═══ Supplied entries ═══

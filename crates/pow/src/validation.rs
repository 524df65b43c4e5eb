//! Proof-of-work header checks.

use primitive_types::U256;
use stakd_consensus::{ConsensusParams, Hash256};
use stakd_primitives::block::BlockHeader;

use crate::difficulty::{compact_to_u256, CompactError};

#[derive(Debug, Clone, Copy, PartialEq, Eq)]
pub enum PowError {
    InvalidBits(CompactError),
    ZeroTarget,
    TargetAboveLimit,
    HashAboveTarget,
}

impl std::fmt::Display for PowError {
    fn fmt(&self, f: &mut std::fmt::Formatter<'_>) -> std::fmt::Result {
        match self {
            PowError::InvalidBits(err) => write!(f, "invalid difficulty bits: {err}"),
            PowError::ZeroTarget => write!(f, "difficulty target is zero"),
            PowError::TargetAboveLimit => write!(f, "difficulty target above proof-of-work limit"),
            PowError::HashAboveTarget => write!(f, "block hash does not meet target"),
        }
    }
}

impl std::error::Error for PowError {}

impl From<CompactError> for PowError {
    fn from(err: CompactError) -> Self {
        PowError::InvalidBits(err)
    }
}

/// Checks that `hash` satisfies the compact target `bits` and that the target is within
/// the network's proof-of-work limit.
pub fn check_proof_of_work(
    hash: &Hash256,
    bits: u32,
    params: &ConsensusParams,
) -> Result<(), PowError> {
    let target = compact_to_u256(bits)?;
    if target.is_zero() {
        return Err(PowError::ZeroTarget);
    }
    if target > U256::from_little_endian(&params.pow_limit) {
        return Err(PowError::TargetAboveLimit);
    }
    if U256::from_little_endian(hash) > target {
        return Err(PowError::HashAboveTarget);
    }
    Ok(())
}

pub fn check_header_proof_of_work(
    header: &BlockHeader,
    params: &ConsensusParams,
) -> Result<(), PowError> {
    check_proof_of_work(&header.hash(), header.bits, params)
}

#[cfg(test)]
mod tests {
    use super::*;
    use stakd_consensus::{consensus_params, Network};

    #[test]
    fn rejects_hash_above_target() {
        let params = consensus_params(Network::Regtest);
        let mut hash = [0u8; 32];
        assert!(check_proof_of_work(&hash, 0x207fffff, &params).is_ok());
        hash[31] = 0x80;
        assert_eq!(
            check_proof_of_work(&hash, 0x207fffff, &params),
            Err(PowError::HashAboveTarget)
        );
    }

    #[test]
    fn rejects_target_above_limit() {
        let params = consensus_params(Network::Mainnet);
        assert_eq!(
            check_proof_of_work(&[0u8; 32], 0x207fffff, &params),
            Err(PowError::TargetAboveLimit)
        );
        assert_eq!(
            check_proof_of_work(&[0u8; 32], 0x1d000000, &params),
            Err(PowError::ZeroTarget)
        );
    }
}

═══

■ **Task prompt**
Output every record exactly as written, with nothing dropped.

■ **Task response**
filename crates/pow/src/validation.rs
repository 524df65b43c4e5eb
//! Proof-of-work header checks.

use primitive_types::U256;
use stakd_consensus::{ConsensusParams, Hash256};
use stakd_primitives::block::BlockHeader;

use crate::difficulty::{compact_to_u256, CompactError};

#[derive(Debug, Clone, Copy, PartialEq, Eq)]
pub enum PowError {
    InvalidBits(CompactError),
    ZeroTarget,
    TargetAboveLimit,
    HashAboveTarget,
}

impl std::fmt::Display for PowError {
    fn fmt(&self, f: &mut std::fmt::Formatter<'_>) -> std::fmt::Result {
        match self {
            PowError::InvalidBits(err) => write!(f, "invalid difficulty bits: {err}"),
            PowError::ZeroTarget => write!(f, "difficulty target is zero"),
            PowError::TargetAboveLimit => write!(f, "difficulty target above proof-of-work limit"),
            PowError::HashAboveTarget => write!(f, "block hash does not meet target"),
        }
    }
}

impl std::error::Error for PowError {}

impl From<CompactError> for PowError {
    fn from(err: CompactError) -> Self {
        PowError::InvalidBits(err)
    }
}

/// Checks that `hash` satisfies the compact target `bits` and that the target is within
/// the network's proof-of-work limit.
pub fn check_proof_of_work(
    hash: &Hash256,
    bits: u32,
    params: &ConsensusParams,
) -> Result<(), PowError> {
    let target = compact_to_u256(bits)?;
    if target.is_zero() {
        return Err(PowError::ZeroTarget);
    }
    if target > U256::from_little_endian(&params.pow_limit) {
        return Err(PowError::TargetAboveLimit);
    }
    if U256::from_little_endian(hash) > target {
        return Err(PowError::HashAboveTarget);
    }
    Ok(())
}

pub fn check_header_proof_of_work(
    header: &BlockHeader,
    params: &ConsensusParams,
) -> Result<(), PowError> {
    check_proof_of_work(&header.hash(), header.bits, params)
}

#[cfg(test)]
mod tests {
    use super::*;
    use stakd_consensus::{consensus_params, Network};

    #[test]
    fn rejects_hash_above_target() {
        let params = consensus_params(Network::Regtest);
        let mut hash = [0u8; 32];
        assert!(check_proof_of_work(&hash, 0x207fffff, &params).is_ok());
        hash[31] = 0x80;
        assert_eq!(
            check_proof_of_work(&hash, 0x207fffff, &params),
            Err(PowError::HashAboveTarget)
        );
    }

    #[test]
    fn rejects_target_above_limit() {
        let params = consensus_params(Network::Mainnet);
        assert_eq!(
            check_proof_of_work(&[0u8; 32], 0x207fffff, &params),
            Err(PowError::TargetAboveLimit)
        );
        assert_eq!(
            check_proof_of_work(&[0u8; 32], 0x1d000000, &params),
            Err(PowError::ZeroTarget)
        );
    }
}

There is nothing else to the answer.